Collected data
□ □ □

//! Memory region model shared by every host platform
//!
//! Regions are described in platform-neutral terms so the main RAM scanner
//! can run unchanged against Windows `VirtualQueryEx` results, Linux
//! `/proc/self/maps` entries or synthetic test memory.

pub mod filter;

pub use filter::{FilterCriteria, RegionFilter};

use crate::core::types::Address;

/// State of a memory region
#[derive(Debug, Clone, Copy, PartialEq, Eq)]
pub enum RegionState {
    /// Memory is committed and backed
    Committed,
    /// Address space is reserved but not backed
    Reserved,
    /// Memory is free/unallocated
    Free,
}

/// Type of memory region
#[derive(Debug, Clone, Copy, PartialEq, Eq)]
pub enum RegionType {
    /// Private, anonymous memory (heaps, stacks, private allocations)
    Private,
    /// Mapped memory (file mapping, shared memory)
    Mapped,
    /// Image memory (executable/library)
    Image,
}

/// Page protection of a region
#[derive(Debug, Clone, Copy, PartialEq, Eq, Default)]
pub struct Protection {
    pub readable: bool,
    pub writable: bool,
    pub executable: bool,
    /// Writes are copy-on-write
    pub copy_on_write: bool,
    /// Guard, no-cache or write-combine modifiers are present
    pub modified: bool,
}

impl Protection {
    /// Plain read-write pages
    pub const READ_WRITE: Self = Self {
        readable: true,
        writable: true,
        executable: false,
        copy_on_write: false,
        modified: false,
    };

    /// Plain read-write-execute pages
    pub const READ_WRITE_EXECUTE: Self = Self {
        readable: true,
        writable: true,
        executable: true,
        copy_on_write: false,
        modified: false,
    };

    /// Read-only pages
    pub const READ_ONLY: Self = Self {
        readable: true,
        writable: false,
        executable: false,
        copy_on_write: false,
        modified: false,
    };

    /// Inaccessible pages
    pub const NO_ACCESS: Self = Self {
        readable: false,
        writable: false,
        executable: false,
        copy_on_write: false,
        modified: false,
    };

    /// Exactly read-write or read-write-execute, with no modifiers
    pub fn is_plain_read_write(&self) -> bool {
        *self == Self::READ_WRITE || *self == Self::READ_WRITE_EXECUTE
    }
}

/// Information about a memory region
#[derive(Debug, Clone, PartialEq, Eq)]
pub struct RegionInfo {
    /// Base address of the region
    pub base_address: Address,
    /// Size of the region in bytes
    pub size: usize,
    /// Current state of the region
    pub state: RegionState,
    /// Type of the region
    pub region_type: RegionType,
    /// Protection of the region's pages
    pub protection: Protection,
}

impl RegionInfo {
    /// Private, committed, read-write region (the shape of a heap block)
    pub fn private_read_write(base_address: Address, size: usize) -> Self {
        RegionInfo {
            base_address,
            size,
            state: RegionState::Committed,
            region_type: RegionType::Private,
            protection: Protection::READ_WRITE,
        }
    }

    /// Check if the region is committed
    pub fn is_committed(&self) -> bool {
        self.state == RegionState::Committed
    }

    /// Check if the region can be read
    pub fn is_readable(&self) -> bool {
        self.is_committed() && self.protection.readable
    }

    /// Check if the region can be written
    pub fn is_writable(&self) -> bool {
        self.is_committed() && self.protection.writable
    }

    /// Get the end address of the region
    pub fn end_address(&self) -> Address {
        self.base_address.add(self.size)
    }

    /// Check if an address is within this region
    pub fn contains(&self, address: Address) -> bool {
        address >= self.base_address && address < self.end_address()
    }

    /// Check if the whole range `[address, address + len)` is within this region
    pub fn contains_range(&self, address: Address, len: usize) -> bool {
        match address.offset_from(self.base_address) {
            Some(offset) => offset
                .checked_add(len)
                .map_or(false, |end| end <= self.size),
            None => false,
        }
    }

    /// Bytes left in the region starting at `address`, zero if outside
    pub fn remaining_from(&self, address: Address) -> usize {
        if !self.contains(address) {
            return 0;
        }
        self.end_address().as_usize() - address.as_usize()
    }
}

□ □ □

Instructions to follow: Pull out all lines containing the word "modifiers" from the entries above.

Solution for this exercise:
    /// Guard, no-cache or write-combine modifiers are present
    /// Exactly read-write or read-write-execute, with no modifiers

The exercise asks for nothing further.